The authors interpreted such results in the context of higher levels of education facilitating the attainment of neurocognitive reserve, as in the literature investigating the aetiology of Alzheimer’s disease, higher educational level has been associated with later age of onset. Such findings in relation to LPT may reflect the fact that individuals with higher educational attainment may possess higher cognitive reserve with protects them from age-related cognitive declines.
An alternative explanation to these findings could be that greater environmental stimulation in the form of higher educational attainment could facilitate adaptive neuroplasticity in the developing brain, so as to maximise the utilization of compensatory neural pathways following early disruption to typical patterns of brain maturation. Support to this hypothesis could be provided by studies looking at the neuroanatomy of high order cognitive functions in late preterm samples, as there is recent evidence that LPT children, even in the absence of overt neuropsychological impairments, display alterations in prefrontal cortical connectivity (23). In higher risk samples (individuals born very preterm; <33 weeks of gestation) in adult life, an investigation of the dynamic formation of visual memory associations revealed that what are normally regarded as memory deficits can be understood in the context of neuroanatomical alterations occurring during learning (24). This study showed altered learning patterns in very preterm individuals in a standard episodic memory network, as well as other cortical areas, suggesting a possible reorganisation of the learning and memory system by adulthood. Specifically, Brittain et al. demonstrated reduced recruitment of the hippocampus, parahippocampal cortex and posterior cingulate gyrus in very preterm adults during learning of visual paired associates compared to controls, but also and increased recruitment of superior frontal areas, possibly reflecting a search for alternative strategies due to suboptimal engagement of the core episodic memory network.

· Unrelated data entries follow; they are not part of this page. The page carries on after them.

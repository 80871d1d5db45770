//! Reward calculator: transaction + effective rule -> points, or no reward.
//!
//! All three payout formulas live in [`compute`] so they can be reviewed
//! side by side.

use rust_decimal::{Decimal, RoundingStrategy};

use crate::model::{QualifyingTransaction, RewardMode, RewardRule};

/// Points carry two decimal places.
pub const POINTS_SCALE: u32 = 2;

/// Round up to the cent, toward positive infinity.
pub fn ceil2(value: Decimal) -> Decimal {
    let mut rounded = value.round_dp_with_strategy(POINTS_SCALE, RoundingStrategy::ToPositiveInfinity);
    rounded.rescale(POINTS_SCALE);
    rounded
}

/// Revenue the transaction generated: fees plus commission, optionally other fees.
pub fn revenue_basis(tx: &QualifyingTransaction, rule: &RewardRule) -> Decimal {
    let other = if rule.include_other_fees_in_revenue {
        tx.other_fees
    } else {
        Decimal::ZERO
    };
    tx.internal_fee + tx.commission + other
}

/// Net amount a NET_AMOUNT_SHARE rule pays a percentage of.
pub fn net_basis(tx: &QualifyingTransaction) -> Decimal {
    tx.settlement_net.unwrap_or(tx.amount)
}

/// Compute the reward for `tx` under `rule`.
///
/// `fallback_base_points` is used by FIXED rules that carry no base of
/// their own (the campaign default's base). Returns `None` when the
/// transaction earns nothing; clamping never turns `None` into a reward.
pub fn compute(
    tx: &QualifyingTransaction,
    rule: &RewardRule,
    fallback_base_points: Option<i64>,
) -> Option<Decimal> {
    let hundred = Decimal::ONE_HUNDRED;

    let raw = match rule.reward_mode {
        RewardMode::Fixed => {
            let base = rule
                .base_reward_points
                .or(fallback_base_points)
                .unwrap_or(0)
                .max(0);
            Decimal::from(base)
        }
        RewardMode::RevenueShare => {
            let basis = revenue_basis(tx, rule);
            if basis <= Decimal::ZERO {
                return None;
            }
            let pct = rule.revenue_share_pct?;
            ceil2(basis * pct / hundred)
        }
        RewardMode::NetAmountShare => {
            if revenue_basis(tx, rule) <= Decimal::ZERO {
                return None;
            }
            let pct = rule.net_amount_share_pct?;
            ceil2(net_basis(tx) * pct / hundred).max(Decimal::ZERO)
        }
    };

    Some(clamp(raw, rule))
}

/// Apply the rule's optional `[minPoints, maxPoints]` bounds.
pub fn clamp(points: Decimal, rule: &RewardRule) -> Decimal {
    let mut clamped = points;
    if let Some(min) = rule.min_points {
        clamped = clamped.max(min);
    }
    if let Some(max) = rule.max_points {
        clamped = clamped.min(max);
    }
    ceil2(clamped)
}
//! Reward creation for qualifying transactions.
//!
//! Flow per event: find the invitee's referral, answer redeliveries with
//! the reward already on file, confirm the campaign is live, resolve the
//! inviter's rule, compute points, then hand the reward to the eligibility
//! tracker which rechecks idempotency, checks the cap and inserts it
//! together with its audit entry.

use std::sync::Arc;

use serde_json::json;
use tracing::{debug, info};
use uuid::Uuid;

use super::audit::{with_details, AuditRecorder};
use super::calculator;
use super::eligibility::EligibilityTracker;
use super::resolver;
use crate::auth::Actor;
use crate::clock::Clock;
use crate::error::{EngineError, FieldErrors, Result};
use crate::interfaces::{
    CampaignStore, EngineStore, ReferralStore, RewardCreation, RewardInsert, RewardStore,
};
use crate::model::{
    actions, Campaign, NoRewardReason, QualifyingTransaction, Reward, RewardOutcome, RewardStatus,
    TargetType,
};
use crate::validation::{validate_non_negative, validate_reference};

#[derive(Clone)]
pub struct RewardIssuer {
    store: Arc<dyn EngineStore>,
    clock: Arc<dyn Clock>,
    audit: AuditRecorder,
    eligibility: EligibilityTracker,
}

impl RewardIssuer {
    pub fn new(store: Arc<dyn EngineStore>, clock: Arc<dyn Clock>) -> Self {
        Self {
            audit: AuditRecorder::new(Arc::clone(&store), Arc::clone(&clock)),
            eligibility: EligibilityTracker::new(Arc::clone(&store)),
            store,
            clock,
        }
    }

    /// Process one qualifying transaction.
    ///
    /// Redelivery of an already rewarded transaction returns the existing
    /// reward as `Duplicate`. "No reward" is a normal outcome, not an error.
    pub async fn process_transaction(
        &self,
        actor: &Actor,
        tx: &QualifyingTransaction,
    ) -> Result<RewardOutcome> {
        validate_transaction(tx)?;

        let Some(referral) = self
            .store
            .find_referral_by_invitee(&tx.invitee_account_id)
            .await?
        else {
            return Ok(no_reward(tx, NoRewardReason::NotReferred));
        };

        // Redelivery keeps its first outcome even if the campaign or rule changed since.
        if let Some(existing) = self
            .store
            .find_reward_by_reference(
                referral.campaign_id,
                &referral.inviter_account_id,
                &tx.invitee_account_id,
                &tx.transaction_reference,
            )
            .await?
        {
            return Ok(duplicate(tx, existing));
        }

        let campaign = self
            .store
            .get_campaign(referral.campaign_id)
            .await?
            .ok_or_else(|| EngineError::not_found("campaign", referral.campaign_id))?;
        let now = self.clock.now();
        if !self.eligibility.is_eligible(&campaign, now) {
            return Ok(no_reward(tx, NoRewardReason::CampaignNotLive));
        }

        let resolved = resolver::resolve(&campaign, &referral.inviter_account_id);
        let fallback = fallback_base_points(&campaign);
        let Some(points) = calculator::compute(tx, &resolved.rule, fallback) else {
            return Ok(no_reward(tx, NoRewardReason::NonPositiveRevenue));
        };

        let status = if campaign.mark_suspicious_as_pending {
            RewardStatus::Pending
        } else {
            RewardStatus::Approved
        };
        let reward = Reward {
            id: Uuid::new_v4(),
            campaign_id: campaign.id,
            inviter_account_id: referral.inviter_account_id.clone(),
            invitee_account_id: tx.invitee_account_id.clone(),
            transaction_reference: tx.transaction_reference.clone(),
            points,
            status,
            flagged: tx.suspicious || resolved.conflict,
            created_at: now,
            moderated_at: None,
            moderated_by: None,
            reason: None,
            reissued_from: None,
            version: 1,
        };

        let audit = with_details(
            self.audit
                .entry(actions::REWARD_CREATE, TargetType::Reward, reward.id, actor, ""),
            json!({
                "transactionReference": reward.transaction_reference,
                "points": reward.points,
                "status": reward.status,
                "ruleSource": resolved.source,
            }),
        );
        let creation = RewardCreation {
            reward,
            max_transactions: resolved.rule.cap(),
            referral_id: referral.id,
            audit,
        };

        match self.eligibility.check_and_reserve(&creation).await? {
            RewardInsert::Inserted(reward) => {
                info!(
                    campaign_id = %reward.campaign_id,
                    reward_id = %reward.id,
                    actor = %actor.id,
                    points = %reward.points,
                    status = %reward.status,
                    "Reward created"
                );
                Ok(RewardOutcome::Created(reward))
            }
            RewardInsert::Duplicate(existing) => Ok(duplicate(tx, existing)),
            RewardInsert::CapReached { used } => {
                debug!(
                    campaign_id = %campaign.id,
                    used,
                    cap = resolved.rule.cap(),
                    "Reward cap reached"
                );
                Ok(no_reward(tx, NoRewardReason::CapReached))
            }
        }
    }
}

fn validate_transaction(tx: &QualifyingTransaction) -> std::result::Result<(), FieldErrors> {
    let mut errors = FieldErrors::new();
    validate_reference("transactionReference", &tx.transaction_reference, &mut errors);
    validate_reference("inviteeAccountId", &tx.invitee_account_id, &mut errors);
    validate_non_negative("internalFee", tx.internal_fee, &mut errors);
    validate_non_negative("commission", tx.commission, &mut errors);
    validate_non_negative("otherFees", tx.other_fees, &mut errors);
    errors.into_result()
}

fn no_reward(tx: &QualifyingTransaction, reason: NoRewardReason) -> RewardOutcome {
    debug!(
        transaction_reference = %tx.transaction_reference,
        invitee = %tx.invitee_account_id,
        reason = ?reason,
        "No reward for transaction"
    );
    RewardOutcome::NoReward(reason)
}

fn duplicate(tx: &QualifyingTransaction, existing: Reward) -> RewardOutcome {
    debug!(
        reward_id = %existing.id,
        transaction_reference = %tx.transaction_reference,
        "Transaction already rewarded"
    );
    RewardOutcome::Duplicate(existing)
}

/// Base points for FIXED rules that set none: the campaign default rule's
/// base, else the campaign's own `baseRewardPoints`.
fn fallback_base_points(campaign: &Campaign) -> Option<i64> {
    campaign
        .eligibility_rules
        .defaults
        .base_reward_points
        .or(Some(i64::from(campaign.base_reward_points)))
}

Neural plasticity can be regarded as the capacity of the Central Nervous System (CNS) to reorganize itself as a product of the interaction of genetically predeterminate constrains and the impact of the experience. Even in adulthood, the brain shows a great potential to reshape its neural architecture depending on particular demands and afferent inputs. From a lifespan perspective this is quite important as there is increasing evidence demonstrating that the cortex may modify its structural and functional organization in response to experience on both a macroscopic (i.e., cortical pathway redeployment relying on changes in cortical connectivity) and microscopic (i.e., synaptic re-shaping) level (25). In other words, our individual and daily experience interacts with our brain in order to create a biologically unique and inimitable organism. Hence, the process generating human behaviour is extremely complex and oscillates between genetically predetermined and experience induced events. Within this framework the concept of ‘education’ in its broader meaning assumes a crucial importance not only in the early phases of life but also in the adulthood and even later, during elderly age.
Conflicts of Interest: The authors have no conflicts of interest to declare.